Required work: Starting at the top of the entries below, set down each line exactly as written, and stop after the line containing "pub const CONNECT_TIMEOUT: Duration".

Entries shown:
□ □ □ □ □ □ □
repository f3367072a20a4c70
use super::ResolutionError;
use crate::graphql::{PlatformApi, Project};
use tracing::info;

/// IDs of services with at least one instance in `environment_id`, in the
/// order the API returned them.
pub fn services_in_environment(project: &Project, environment_id: &str) -> Vec<String> {
    project
        .services
        .nodes()
        .filter(|service| {
            service
                .service_instances
                .nodes()
                .any(|instance| instance.environment_id == environment_id)
        })
        .map(|service| service.id.clone())
        .collect()
}

/// Discover which services of a project run in the given environment.
pub async fn discover(
    api: &dyn PlatformApi,
    project_id: &str,
    environment_id: &str,
) -> Result<Vec<String>, ResolutionError> {
    let project = api
        .project(project_id)
        .await
        .map_err(|source| ResolutionError::Project {
            id: project_id.to_string(),
            source,
        })?;

    let services = services_in_environment(&project, environment_id);

    info!(
        project_id = %project_id,
        environment_id = %environment_id,
        count = services.len(),
        services = ?services,
        "Auto-discovered services"
    );

    Ok(services)
}
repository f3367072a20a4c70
pub mod config;
pub mod run;
use super::protocol::{SubscribeRequest, CONNECTION_ACK, CONNECTION_INIT};
use super::transport::{Connector, Transport, TransportError};
use futures::FutureExt;
use std::any::Any;
use std::fmt;
use std::future::Future;
use std::panic::AssertUnwindSafe;
use std::time::Duration;
use thiserror::Error;
use tokio_util::sync::CancellationToken;

pub const CONNECT_TIMEOUT: Duration = Duration::from_secs(10);

/// Upper bound on a best-effort close of a broken transport.
pub const CLOSE_TIMEOUT: Duration = Duration::from_secs(5);

#[derive(Debug, Error)]
pub enum ConnectError {
    #[error("connection timed out after {0:?}")]
    Timeout(Duration),

    #[error("transport error: {0}")]
    Transport(#[from] TransportError),

    #[error("did not receive connection ack from server, got: {received}")]
    Handshake { received: String },

    #[error("failed to encode subscribe message: {0}")]
    Encode(#[from] serde_json::Error),

    #[error("transport panicked: {0}")]
    Panicked(String),

    #[error("cancelled")]
    Cancelled,
}

#[derive(Debug, Error)]
pub enum StreamError {
    #[error("transport error: {0}")]
    Transport(#[from] TransportError),

    #[error("transport panicked: {0}")]
    Panicked(String),

    #[error("close timed out after {0:?}")]
    CloseTimeout(Duration),

    #[error("session is {0}, not subscribed")]
    NotSubscribed(SessionState),

    #[error("cancelled")]
    Cancelled,
}

#[derive(Debug, Clone, Copy, PartialEq, Eq)]
pub enum SessionState {
    Closed,
    Connecting,
    HandshakeSent,
    Acked,
    Subscribed,
}

impl fmt::Display for SessionState {
    fn fmt(&self, f: &mut fmt::Formatter<'_>) -> fmt::Result {
        let s = match self {
            SessionState::Closed => "closed",
            SessionState::Connecting => "connecting",
            SessionState::HandshakeSent => "handshake-sent",
            SessionState::Acked => "acked",
            SessionState::Subscribed => "subscribed",
        };
        f.write_str(s)
    }
}

/// A transport call that did not complete normally.
enum Interrupted {
    Panicked(String),
    Cancelled,
}

impl From<Interrupted> for ConnectError {
    fn from(i: Interrupted) -> Self {
        match i {
            Interrupted::Panicked(msg) => ConnectError::Panicked(msg),
            Interrupted::Cancelled => ConnectError::Cancelled,
        }
    }
}

impl From<Interrupted> for StreamError {
    fn from(i: Interrupted) -> Self {
        match i {
            Interrupted::Panicked(msg) => StreamError::Panicked(msg),
            Interrupted::Cancelled => StreamError::Cancelled,
        }
    }
}

/// Run a transport call so that a panic inside it, or cancellation of the
/// run, comes back as an ordinary value.
async fn guarded<F: Future>(fut: F, cancel: &CancellationToken) -> Result<F::Output, Interrupted> {
    tokio::select! {
        biased;
        _ = cancel.cancelled() => Err(Interrupted::Cancelled),
        result = AssertUnwindSafe(fut).catch_unwind() => result.map_err(|p| Interrupted::Panicked(panic_message(p))),
    }
}

fn panic_message(payload: Box<dyn Any + Send>) -> String {
    if let Some(s) = payload.downcast_ref::<&str>() {
        s.to_string()
    } else if let Some(s) = payload.downcast_ref::<String>() {
        s.clone()
    } else {
        "unknown panic".to_string()
    }
}

/// One live subscription: connect, handshake, subscribe, then read frames
/// until the transport fails.
///
/// A session is never reused after a failure; the supervisor opens a new one.
pub struct Session {
    transport: Option<Box<dyn Transport>>,
    state: SessionState,
}

impl Session {
    /// Connect, perform the `connection_init`/`connection_ack` handshake and
    /// send the subscribe envelope for `request`.
    pub async fn open(
        connector: &dyn Connector,
        request: &SubscribeRequest,
        cancel: &CancellationToken,
    ) -> Result<Self, ConnectError> {
        let subscribe = request.encode()?;

        let mut session = Self {
            transport: None,
            state: SessionState::Connecting,
        };

        let connected = guarded(tokio::time::timeout(CONNECT_TIMEOUT, connector.connect()), cancel)
            .await?
            .map_err(|_| ConnectError::Timeout(CONNECT_TIMEOUT))?;
        session.transport = Some(connected?);

        if let Err(e) = session.subscribe(subscribe, cancel).await {
            let _ = session.close().await;
            return Err(e);
        }

        Ok(session)
    }

    async fn subscribe(&mut self, subscribe: String, cancel: &CancellationToken) -> Result<(), ConnectError> {
        let transport = self
            .transport
            .as_mut()
            .ok_or(ConnectError::Transport(TransportError::Closed(None)))?;

        guarded(transport.send_text(CONNECTION_INIT.to_string()), cancel).await??;
        self.state = SessionState::HandshakeSent;

        let ack = guarded(transport.recv(), cancel).await??;
        if ack != CONNECTION_ACK {
            return Err(ConnectError::Handshake {
                received: String::from_utf8_lossy(&ack).into_owned(),
            });
        }
        self.state = SessionState::Acked;

        guarded(transport.send_text(subscribe), cancel).await??;
        self.state = SessionState::Subscribed;

        Ok(())
    }

    pub fn state(&self) -> SessionState {
        self.state
    }

    /// Next inbound frame, verbatim.
    pub async fn read(&mut self, cancel: &CancellationToken) -> Result<Vec<u8>, StreamError> {
        if self.state != SessionState::Subscribed {
            return Err(StreamError::NotSubscribed(self.state));
        }

        let transport = self
            .transport
            .as_mut()
            .ok_or(StreamError::NotSubscribed(self.state))?;

        let frame = guarded(transport.recv(), cancel).await??;
        Ok(frame)
    }

    /// Close the underlying transport. Safe to call more than once and on a
    /// transport that is already broken; a close that hangs is abandoned
    /// after [`CLOSE_TIMEOUT`].
    pub async fn close(&mut self) -> Result<(), StreamError> {
        self.state = SessionState::Closed;

        let Some(mut transport) = self.transport.take() else {
            return Ok(());
        };

        let closing = AssertUnwindSafe(transport.close()).catch_unwind();
        match tokio::time::timeout(CLOSE_TIMEOUT, closing).await {
            Ok(Ok(result)) => result.map_err(StreamError::from),
            Ok(Err(payload)) => Err(StreamError::Panicked(panic_message(payload))),
            Err(_) => Err(StreamError::CloseTimeout(CLOSE_TIMEOUT)),
        }
    }
}

impl fmt::Debug for Session {
    fn fmt(&self, f: &mut fmt::Formatter<'_>) -> fmt::Result {
        f.debug_struct("Session").field("state", &self.state).finish()
    }
}
use super::{Sink, SinkError};
use crate::config::types::WebhookConfig;
use crate::pipeline::LogFilters;
use crate::record::LogRecord;
use async_trait::async_trait;
use reqwest::header::{HeaderMap, HeaderName, HeaderValue, CONTENT_TYPE};
use std::time::Duration;

/// Generic HTTP ingest: POSTs each batch as a JSON array.
#[derive(Debug, Clone)]
pub struct WebhookSink {
    url: String,
    headers: HeaderMap,
    filters: LogFilters,
    client: reqwest::Client,
}

impl WebhookSink {
    pub fn new(config: &WebhookConfig, timeout: Duration) -> Result<Self, SinkError> {
        let mut headers = HeaderMap::new();
        headers.insert(CONTENT_TYPE, HeaderValue::from_static("application/json"));

        for (key, value) in &config.headers {
            let name = HeaderName::from_bytes(key.as_bytes())
                .map_err(|e| SinkError::Header(format!("{key}: {e}")))?;
            let value =
                HeaderValue::from_str(value).map_err(|e| SinkError::Header(format!("{key}: {e}")))?;
            headers.insert(name, value);
        }

        let client = reqwest::Client::builder().timeout(timeout).build()?;

        Ok(Self {
            url: config.url.clone(),
            headers,
            filters: LogFilters::from(&config.filters),
            client,
        })
    }

    pub fn url(&self) -> &str {
        &self.url
    }

    pub fn headers(&self) -> &HeaderMap {
        &self.headers
    }
}

#[async_trait]
impl Sink for WebhookSink {
    fn name(&self) -> &str {
        "webhook"
    }

    fn filters(&self) -> &LogFilters {
        &self.filters
    }

    async fn deliver(&self, records: &[LogRecord]) -> Result<(), SinkError> {
        let response = self
            .client
            .post(&self.url)
            .headers(self.headers.clone())
            .json(records)
            .send()
            .await?;

        if !response.status().is_success() {
            return Err(SinkError::Status {
                status: response.status().as_u16(),
                message: response.text().await.unwrap_or_default(),
            });
        }

        Ok(())
    }
}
□ □ □ □ □ □ □
Reply:
repository f3367072a20a4c70
use super::ResolutionError;
use crate::graphql::{PlatformApi, Project};
use tracing::info;

/// IDs of services with at least one instance in `environment_id`, in the
/// order the API returned them.
pub fn services_in_environment(project: &Project, environment_id: &str) -> Vec<String> {
    project
        .services
        .nodes()
        .filter(|service| {
            service
                .service_instances
                .nodes()
                .any(|instance| instance.environment_id == environment_id)
        })
        .map(|service| service.id.clone())
        .collect()
}

/// Discover which services of a project run in the given environment.
pub async fn discover(
    api: &dyn PlatformApi,
    project_id: &str,
    environment_id: &str,
) -> Result<Vec<String>, ResolutionError> {
    let project = api
        .project(project_id)
        .await
        .map_err(|source| ResolutionError::Project {
            id: project_id.to_string(),
            source,
        })?;

    let services = services_in_environment(&project, environment_id);

    info!(
        project_id = %project_id,
        environment_id = %environment_id,
        count = services.len(),
        services = ?services,
        "Auto-discovered services"
    );

    Ok(services)
}
repository f3367072a20a4c70
pub mod config;
pub mod run;
use super::protocol::{SubscribeRequest, CONNECTION_ACK, CONNECTION_INIT};
use super::transport::{Connector, Transport, TransportError};
use futures::FutureExt;
use std::any::Any;
use std::fmt;
use std::future::Future;
use std::panic::AssertUnwindSafe;
use std::time::Duration;
use thiserror::Error;
use tokio_util::sync::CancellationToken;

pub const CONNECT_TIMEOUT: Duration = Duration::from_secs(10);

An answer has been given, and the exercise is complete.